Casetas florece

Un campo lleno de amapolas estos días en los alrededores de Zaragoza.
Casetas florece
Heraldo.es

Como acaba de terminar Zaragoza Florece pero hay que pelear por la primavera y todos esos colores que invitan, por fin y sin miedo, a salir de casa y socializar, conviene buscar espacios velados donde de forma natural se respeta la alegría. 

En Casetas, a pesar de no haber integrado al barrio (ni al nuestro ni a ningún otro de los rurales) en la citada iniciativa municipal, nos sobran florecimientos y pantone en estos meses antesala del verano donde el asfalto se rodea de amapolas y árboles verdes y vivos que, como señores que esperan, se espigan en las lindes a vernos pasar.

A mí me gusta coger el coche los domingos para nada en particular, y no sé por qué no hago lo mismo en bicicleta, y tirar de la calle Límite al camino del Caracol donde, sin llegar ni a Setabia, ya se entrega el campo como si no estuviera al lado la brutalidad necesaria de la A-68. Hay una mutación insondable respecto a esas mañanas de invierno donde los árboles se disfrazan de película de Tim Burton (niebla, gris, deshojados, como mirando al suelo), y ahora la alegría abunda como los antihistamínicos mientras se tuerce a la izquierda y se sigue disfrutando de los campos que se tejen hasta Garrapinillos.
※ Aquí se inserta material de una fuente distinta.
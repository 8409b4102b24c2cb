//! Package sources: where package documentation metadata comes from.

use std::collections::BTreeMap;
use std::path::Path;

use async_trait::async_trait;
use serde::Deserialize;

use crate::error::{DocsError, Result};
use crate::model::Package;

/// Supplies the documentation metadata of a package by import path.
///
/// Implementations are shared between concurrent fetch tasks.
#[async_trait]
pub trait PackageSource: Send + Sync {
    /// Loads the package at `import_path`.
    ///
    /// A directory that exists but holds no package should be returned as a
    /// package with an empty name rather than as an error.
    async fn get(&self, import_path: &str) -> Result<Package>;
}

/// Package source backed by a JSON manifest produced by a doc extractor.
///
/// The manifest maps import paths to packages:
///
/// ```json
/// {"packages": {"example.com/pkg": {"name": "pkg", "doc": "Package pkg ..."}}}
/// ```
#[derive(Debug, Default, Clone)]
pub struct ManifestSource {
    packages: BTreeMap<String, Package>,
}

#[derive(Deserialize)]
struct Manifest {
    #[serde(default)]
    packages: BTreeMap<String, Package>,
}

impl ManifestSource {
    pub fn new() -> Self {
        Self::default()
    }

    /// Reads a manifest file.
    pub fn from_path(path: impl AsRef<Path>) -> Result<Self> {
        let path = path.as_ref();
        let content = std::fs::read_to_string(path).map_err(|error| DocsError::Io {
            path: path.to_path_buf(),
            error,
        })?;
        let manifest: Manifest = serde_json::from_str(&content)
            .map_err(|error| DocsError::invalid_manifest(path, error))?;
        Ok(Self::from_packages(manifest.packages))
    }

    /// Parses a manifest document.
    pub fn from_json(json: &str) -> Result<Self> {
        let manifest: Manifest = serde_json::from_str(json)
            .map_err(|error| DocsError::invalid_manifest("<inline>", error))?;
        Ok(Self::from_packages(manifest.packages))
    }

    fn from_packages(packages: BTreeMap<String, Package>) -> Self {
        let mut source = Self::new();
        for (import_path, package) in packages {
            source.insert(import_path, package);
        }
        source
    }

    /// Adds a package. An empty `import_path` on the package is filled in.
    pub fn insert(&mut self, import_path: impl Into<String>, mut package: Package) {
        let import_path = import_path.into();
        if package.import_path.is_empty() {
            package.import_path = import_path.clone();
        }
        self.packages.insert(import_path, package);
    }

    /// Builder form of [`ManifestSource::insert`].
    pub fn with_package(mut self, import_path: impl Into<String>, package: Package) -> Self {
        self.insert(import_path, package);
        self
    }

    pub fn len(&self) -> usize {
        self.packages.len()
    }

    pub fn is_empty(&self) -> bool {
        self.packages.is_empty()
    }
}

#[async_trait]
impl PackageSource for ManifestSource {
    async fn get(&self, import_path: &str) -> Result<Package> {
        self.packages
            .get(import_path)
            .cloned()
            .ok_or_else(|| DocsError::PackageNotFound {
                import_path: import_path.to_string(),
            })
    }
}

#[cfg(test)]
mod tests {
    use super::*;
    use std::fs;
    use tempfile::TempDir;

    #[tokio::test]
    async fn loads_manifest_file() {
        let temp = TempDir::new().unwrap();
        let path = temp.path().join("packages.json");
        fs::write(
            &path,
            r#"{"packages": {"example.com/root": {"name": "root", "subdirectories": ["a"]}}}"#,
        )
        .unwrap();

        let source = ManifestSource::from_path(&path).unwrap();
        assert_eq!(source.len(), 1);

        let package = source.get("example.com/root").await.unwrap();
        assert_eq!(package.name, "root");
        assert_eq!(package.import_path, "example.com/root");
        assert_eq!(package.subdirectories, vec!["a".to_string()]);
    }

    #[tokio::test]
    async fn unknown_import_path_is_an_error() {
        let source = ManifestSource::new();
        assert!(matches!(
            source.get("example.com/missing").await,
            Err(DocsError::PackageNotFound { .. })
        ));
    }

    #[test]
    fn reports_manifest_errors() {
        let temp = TempDir::new().unwrap();
        let missing = temp.path().join("missing.json");
        assert!(matches!(
            ManifestSource::from_path(&missing),
            Err(DocsError::Io { .. })
        ));

        let broken = temp.path().join("broken.json");
        fs::write(&broken, "{\"packages\": [").unwrap();
        assert!(matches!(
            ManifestSource::from_path(&broken),
            Err(DocsError::InvalidManifest { .. })
        ));
    }
}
Un milagro del valle del Ebro que parece imposible cuando uno despega o aterriza en el aeropuerto de Zaragoza, y ve ese paisaje duro, desértico, que parece ocultar la verdadera suerte del verde que convive con los pueblos y barrios rurales de un oeste maño por donde acostumbro a discurrir mientras escucho, por ejemplo, ‘Las uvas dulces’ de María José Hernández y sus versiones más luminosas.
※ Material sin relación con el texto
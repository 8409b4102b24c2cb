//! README generation for one package: load, fetch sub-packages, render, write.

use std::io::Write;
use std::sync::Arc;
use std::time::Duration;

use serde::Serialize;
use tokio::time::Instant;
use tracing::{Level, debug, enabled, info};

use crate::config::RenderConfig;
use crate::error::{DocsError, FetchErrors, Result};
use crate::fetcher::{FetchOptions, SubPackageFetcher};
use crate::generators::document::build_document;
use crate::generators::json::data_json;
use crate::generators::markdown::render_markdown;
use crate::markdown::MarkdownOptions;
use crate::model::{Package, SubPackage};
use crate::normalize::NewlineLimiter;
use crate::source::PackageSource;

const COMMAND_DOC_PREFIX: &str = "Package main is ";

/// Everything a README is rendered from.
#[derive(Debug, Serialize)]
pub struct ReadmeData {
    pub package: Package,
    pub sub_packages: Vec<SubPackage>,
    pub config: RenderConfig,
    /// Sub-package fetches that failed. The README is still rendered.
    #[serde(skip)]
    pub fetch_errors: FetchErrors,
}

/// Result of [`ReadmeGenerator::create`].
#[derive(Debug)]
pub struct ReadmeReport {
    /// Bytes written after newline normalization.
    pub bytes_written: usize,
    /// Sub-packages that could not be fetched, if any.
    pub fetch_errors: Option<FetchErrors>,
}

/// Generates README files from a [`PackageSource`].
///
/// # Example
///
/// ```no_run
/// use std::sync::Arc;
/// use readmegen::{ManifestSource, ReadmeGenerator, RenderConfig};
///
/// # async fn run() -> readmegen::Result<()> {
/// let source = Arc::new(ManifestSource::from_path("packages.json")?);
/// let generator = ReadmeGenerator::new(source)
///     .with_config(RenderConfig::new().with_functions());
///
/// let mut out = Vec::new();
/// let report = generator.create("github.com/user/project", &mut out).await?;
/// assert!(report.fetch_errors.is_none());
/// # Ok(())
/// # }
/// ```
pub struct ReadmeGenerator {
    source: Arc<dyn PackageSource>,
    config: RenderConfig,
    fetch_timeout: Option<Duration>,
    max_depth: Option<usize>,
}

impl ReadmeGenerator {
    pub fn new(source: Arc<dyn PackageSource>) -> Self {
        Self {
            source,
            config: RenderConfig::default(),
            fetch_timeout: None,
            max_depth: None,
        }
    }

    pub fn with_config(mut self, config: RenderConfig) -> Self {
        self.config = config;
        self
    }

    /// Bounds the time spent fetching sub-packages.
    pub fn with_fetch_timeout(mut self, timeout: Duration) -> Self {
        self.fetch_timeout = Some(timeout);
        self
    }

    /// Bounds the number of sub-package levels fetched recursively.
    pub fn with_max_depth(mut self, max_depth: usize) -> Self {
        self.max_depth = Some(max_depth);
        self
    }

    pub fn config(&self) -> &RenderConfig {
        &self.config
    }

    /// Loads the package and its sub-packages.
    pub async fn load(&self, import_path: &str) -> Result<ReadmeData> {
        info!("Getting {}", import_path);
        let mut package = self.source.get(import_path).await?;
        if !package.is_documentable() {
            return Err(DocsError::PackageNotFound {
                import_path: import_path.to_string(),
            });
        }
        prepare(&mut package, import_path, &self.config);

        let (sub_packages, fetch_errors) = if self.config.skip_sub_packages {
            (Vec::new(), FetchErrors::default())
        } else {
            let outcome = SubPackageFetcher::new(Arc::clone(&self.source), import_path)
                .with_options(self.fetch_options())
                .fetch(&package.subdirectories)
                .await;
            (outcome.packages, outcome.errors)
        };

        Ok(ReadmeData {
            package,
            sub_packages,
            config: self.config.clone(),
            fetch_errors,
        })
    }

    /// Renders the README of `import_path` into a string.
    pub async fn render(&self, import_path: &str) -> Result<(String, ReadmeData)> {
        let data = self.load(import_path).await?;
        let markdown = render_data(&data)?;
        Ok((markdown, data))
    }

    /// Renders the README of `import_path` and writes it to `out`.
    ///
    /// Nothing is written unless rendering succeeds. Sub-package fetch
    /// failures do not fail the call; they are returned in the report.
    pub async fn create<W: Write>(&self, import_path: &str, mut out: W) -> Result<ReadmeReport> {
        let (markdown, data) = self.render(import_path).await?;
        out.write_all(markdown.as_bytes()).map_err(DocsError::Write)?;
        out.flush().map_err(DocsError::Write)?;

        Ok(ReadmeReport {
            bytes_written: markdown.len(),
            fetch_errors: data.fetch_errors.into_option(),
        })
    }

    fn fetch_options(&self) -> FetchOptions {
        FetchOptions {
            recursive: self.config.recursive_sub_packages,
            max_depth: self.max_depth,
            max_parallel: None,
            deadline: self.fetch_timeout.map(|timeout| Instant::now() + timeout),
        }
    }
}

/// Renders prepared package data to normalized Markdown.
pub fn render_data(data: &ReadmeData) -> Result<String> {
    if enabled!(Level::DEBUG) {
        match data_json(data) {
            Ok(dump) => debug!("Rendering README from data:\n{}", dump),
            Err(error) => debug!("Failed dumping README data: {}", error),
        }
    }

    let options = MarkdownOptions::default().with_diff_blocks(!data.config.no_diff_blocks);
    let document = build_document(data);
    let raw = render_markdown(&document, &options);

    let mut limiter = NewlineLimiter::new(Vec::with_capacity(raw.len()));
    limiter.write_all(raw.as_bytes()).map_err(DocsError::Write)?;
    String::from_utf8(limiter.into_inner()).map_err(|error| DocsError::Other {
        message: format!("rendered README is not valid UTF-8: {error}"),
    })
}

/// Applies configuration and package-kind adjustments before rendering.
fn prepare(package: &mut Package, import_path: &str, config: &RenderConfig) {
    package.subdirectories.sort();

    if !config.import_path.is_empty() {
        package.import_path = config.import_path.clone();
    } else if package.import_path.is_empty() {
        package.import_path = import_path.to_string();
    }

    if package.is_command {
        let base = import_path
            .trim_end_matches('/')
            .rsplit('/')
            .next()
            .unwrap_or_default();
        if !base.is_empty() && base != "." {
            package.name = base.to_string();
        } else if !package.project_name.is_empty() {
            package.name = package.project_name.clone();
        }
        if let Some(doc) = package.doc.strip_prefix(COMMAND_DOC_PREFIX) {
            package.doc = doc.to_string();
        }
        debug!("Treating {} as command {}", import_path, package.name);
    }
}

#[cfg(test)]
mod tests {
    use super::*;

    #[test]
    fn prepare_sorts_subdirectories_and_overrides_import_path() {
        let mut package = Package::new("pkg", "example.com/pkg");
        package.subdirectories = vec!["b".into(), "a".into()];
        let config = RenderConfig::new().with_import_path("example.com/pkg/v2");

        prepare(&mut package, "example.com/pkg", &config);
        assert_eq!(package.subdirectories, vec!["a".to_string(), "b".to_string()]);
        assert_eq!(package.import_path, "example.com/pkg/v2");
    }

    #[test]
    fn prepare_names_commands_after_their_directory() {
        let mut package = Package::new("main", "example.com/tools/cmd/mytool");
        package.is_command = true;
        package.doc = "Package main is a tool that does things.".to_string();

        prepare(&mut package, "example.com/tools/cmd/mytool", &RenderConfig::default());
        assert_eq!(package.name, "mytool");
        assert_eq!(package.doc, "a tool that does things.");
    }
}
Lo mejor de Casetas, con su normativa aridez urbanística, es lo que rodea al barrio en los meses del calor; como una puerta constante a la ilusión de las cosas que surgen porque sí y que simplemente te están esperando. Luego, de puertas para adentro, los caseteros y caseteras hemos sabido crear unas infraestructuras sagradas del buen vermú y terrazas para el descanso. Una suerte del florecer paralelo que, en su artificio y religión, se mantiene vergel todo el año. Grandeza de una simbiosis poco explotada por los capitalinos, incorrupta y natural para los vecinos del barrio que, cada año, sin más iniciativa que la del tiempo y el lugar, advierten que, pese a todo, en Casetas también florece.